The top U.S. bookstore chain, which has been battling with Amazon.com Inc in the growing e-books market, said in a complaint filed with the U.S. Justice Department on Thursday that the settlement would lead to "higher overall average e-book and hardback prices and less choice, both in how to obtain books and in what books are available."
Barnes & Noble's share price fell 3 percent on Thursday, closing at $15.42.
In an antitrust lawsuit in April, the Justice Department sued Apple Inc and two publishers, saying they, and three other publishers with which it simultaneously settled, conspired to fix the prices of electronic books to break Amazon's dominance in the market.
Apple had successfully convinced publishers to use the "agency model" that allows publishers to set the price of e-books and in turn, Apple would take a 30 percent cut, the government said at the time.
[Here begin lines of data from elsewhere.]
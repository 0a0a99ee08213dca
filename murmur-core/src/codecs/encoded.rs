//! Encoded content envelope
//!
//! The codec-neutral representation handed to the engine. Serialised with
//! bincode; the payload may be compressed after encoding.

use flate2::read::{DeflateDecoder, GzDecoder};
use flate2::write::{DeflateEncoder, GzEncoder};
use serde::{Deserialize, Serialize};
use std::collections::BTreeMap;
use std::io::{Read, Write};

use super::content_type::ContentTypeId;
use super::error::{CodecError, CodecResult};

/// Upper bound on a decompressed payload unless configured otherwise (16 MiB)
pub const DEFAULT_MAX_DECOMPRESSED_SIZE: usize = 16 * 1024 * 1024;

/// Compression applied to an encoded payload
#[derive(Debug, Clone, Copy, PartialEq, Eq, Hash, Serialize, Deserialize)]
#[serde(rename_all = "lowercase")]
pub enum Compression {
    Deflate,
    Gzip,
}

impl Compression {
    fn compress(self, bytes: &[u8]) -> CodecResult<Vec<u8>> {
        self.compress_io(bytes)
            .map_err(|e| CodecError::Compression(format!("{:?}: {}", self, e)))
    }

    fn compress_io(self, bytes: &[u8]) -> std::io::Result<Vec<u8>> {
        let level = flate2::Compression::default();
        match self {
            Compression::Deflate => {
                let mut encoder = DeflateEncoder::new(Vec::new(), level);
                encoder.write_all(bytes)?;
                encoder.finish()
            }
            Compression::Gzip => {
                let mut encoder = GzEncoder::new(Vec::new(), level);
                encoder.write_all(bytes)?;
                encoder.finish()
            }
        }
    }

    /// Inflate at most `limit` bytes; larger payloads are rejected
    fn decompress(self, bytes: &[u8], limit: usize) -> CodecResult<Vec<u8>> {
        let cap = u64::try_from(limit).unwrap_or(u64::MAX).saturating_add(1);
        let mut out = Vec::new();
        let result = match self {
            Compression::Deflate => DeflateDecoder::new(bytes).take(cap).read_to_end(&mut out),
            Compression::Gzip => GzDecoder::new(bytes).take(cap).read_to_end(&mut out),
        };
        result.map_err(|e| CodecError::Compression(format!("{:?}: {}", self, e)))?;

        if out.len() > limit {
            return Err(CodecError::Compression(format!(
                "{:?}: decompressed payload exceeds {} bytes",
                self, limit
            )));
        }
        Ok(out)
    }
}

/// Content type, parameters, optional fallback text and the (possibly compressed) payload
#[derive(Debug, Clone, PartialEq, Eq, Serialize, Deserialize)]
pub struct EncodedContent {
    pub content_type: ContentTypeId,
    pub parameters: BTreeMap<String, String>,
    /// Human-readable stand-in for clients without the codec
    pub fallback: Option<String>,
    pub compression: Option<Compression>,
    pub content: Vec<u8>,
}

impl EncodedContent {
    pub fn new(content_type: ContentTypeId, content: Vec<u8>) -> Self {
        Self {
            content_type,
            parameters: BTreeMap::new(),
            fallback: None,
            compression: None,
            content,
        }
    }

    pub fn with_parameter(mut self, key: impl Into<String>, value: impl Into<String>) -> Self {
        self.parameters.insert(key.into(), value.into());
        self
    }

    pub fn with_fallback(mut self, fallback: impl Into<String>) -> Self {
        self.fallback = Some(fallback.into());
        self
    }

    /// Compress the payload. Fails if it is already compressed.
    pub fn compress(mut self, compression: Compression) -> CodecResult<Self> {
        if let Some(existing) = self.compression {
            return Err(CodecError::Compression(format!(
                "content is already compressed with {:?}",
                existing
            )));
        }
        self.content = compression.compress(&self.content)?;
        self.compression = Some(compression);
        Ok(self)
    }

    /// Undo any compression; a no-op for uncompressed content
    pub fn decompress(self) -> CodecResult<Self> {
        self.decompress_with_limit(DEFAULT_MAX_DECOMPRESSED_SIZE)
    }

    /// Undo any compression, failing if the payload inflates past `limit` bytes
    pub fn decompress_with_limit(mut self, limit: usize) -> CodecResult<Self> {
        if let Some(compression) = self.compression.take() {
            self.content = compression.decompress(&self.content, limit)?;
        }
        Ok(self)
    }

    pub fn to_bytes(&self) -> CodecResult<Vec<u8>> {
        bincode::serialize(self).map_err(|e| CodecError::Encoding(e.to_string()))
    }

    pub fn from_bytes(bytes: &[u8]) -> CodecResult<Self> {
        Ok(bincode::deserialize(bytes)?)
    }
}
Apple also allegedly extracted promises from the publishers that they would not allow rival retailers to discount their e-books, a so-called "most-favored nation" deal.
The strategy upended the "wholesale model" in which retailers pay for the product and charge what they like.
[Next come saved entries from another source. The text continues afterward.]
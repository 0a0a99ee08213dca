//! Test utilities shared by unit and integration tests
//!
//! Fixtures build a client wired to an [`InMemoryEngine`](crate::engine::InMemoryEngine);
//! the async helpers bound every wait with a timeout.

pub mod async_helpers;
pub mod fixtures;

pub use async_helpers::*;
pub use fixtures::*;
Barnes & Noble, which operates nearly 700 bookstores, said that before the adoption of agency pricing, it was "losing substantial money in an effort to compete with Amazon's pricing and was unable to gain significant market share."
Amazon, which got a headstart in the e-book market with its Kindle e-reader, had used the wholesale model to generally charge $9.99 for its e-books.
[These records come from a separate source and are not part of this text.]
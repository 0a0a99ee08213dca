//! Error types for the client layer

use thiserror::Error;

use crate::codecs::CodecError;
use crate::consent::ConsentError;
use crate::engine::EngineError;

/// Result type for client operations
pub type ClientResult<T> = Result<T, ClientError>;

/// Errors surfaced by [`Group`](crate::group::Group) and [`Client`](crate::client::Client)
#[derive(Error, Debug)]
pub enum ClientError {
    /// Content could not be encoded, compressed or decoded
    #[error("Codec error: {0}")]
    Codec(#[from] CodecError),

    /// The group engine reported a failure
    #[error("Engine error: {0}")]
    Engine(#[from] EngineError),

    /// A message from the engine could not be turned into a client message
    #[error("Transcode error: {0}")]
    Transcode(String),

    /// Consent lookup or update failed
    #[error("Consent error: {0}")]
    Consent(#[from] ConsentError),

    /// Client construction was given an unusable configuration
    #[error("Configuration error: {0}")]
    Config(#[from] crate::config::ConfigError),
}

impl ClientError {
    /// True when the failure came from the engine
    pub fn is_engine(&self) -> bool {
        matches!(self, ClientError::Engine(_))
    }
}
The settlement the government reached in April with three of the publishers would allow Amazon to resume discounting books, and terminate their most-favored nation contracts with Apple. Amazon said at the time that it planned to lower prices on books associated with its Kindle e-reader.
Barnes & Noble said in its comments on Thursday that the adoption of agency pricing had lowered Amazon's share of the e-book market to 60 percent from 90 percent. Barnes & Noble claims to have 27 percent.
Barnes & Noble has had to contend with Amazon's aggressive pricing on its Kindle devices. It has invested heavily, including on advertising for its Nook devices, to compete and that spending has weighed on the bookseller's earnings.
Sales in Barnes & Noble's Nook business, including e-books and the devices, rose 38 percent to $542 million during the holiday quarter, which ended January 28, easily outpacing the 4.2 percent rise in physical book sales during that period.
Barnes & Noble said the end loser of the proposed settlement would be the American public, saying they would experience higher overall average e-book and hardback prices and less choice in books and how to obtain them.
It also said the proposed settlement "will injure innocent third parties, including Barnes & Noble, independent bookstores, authors and non-defendant publishers."
The three publishers who agreed to settle are News Corp's HarperCollins Publishers Inc, CBS Corp's Simon & Schuster Inc and Lagardere SCA's Hachette Book Group.
Macmillan, a unit of Verlagsgruppe Georg von Holtzbrinck GmbH, and Pearson Plc's Penguin Group, have said they plan to fight the Justice Department charges, along with Apple.
Justice Department spokeswoman Gina Talamona said that the department had no immediate response to the Barnes & Noble comments. "The department will respond to all of the comments in a filing with the court," she said.
HarperCollins could not immediately be reached for comment while Hachette and Simon & Schuster declined comment.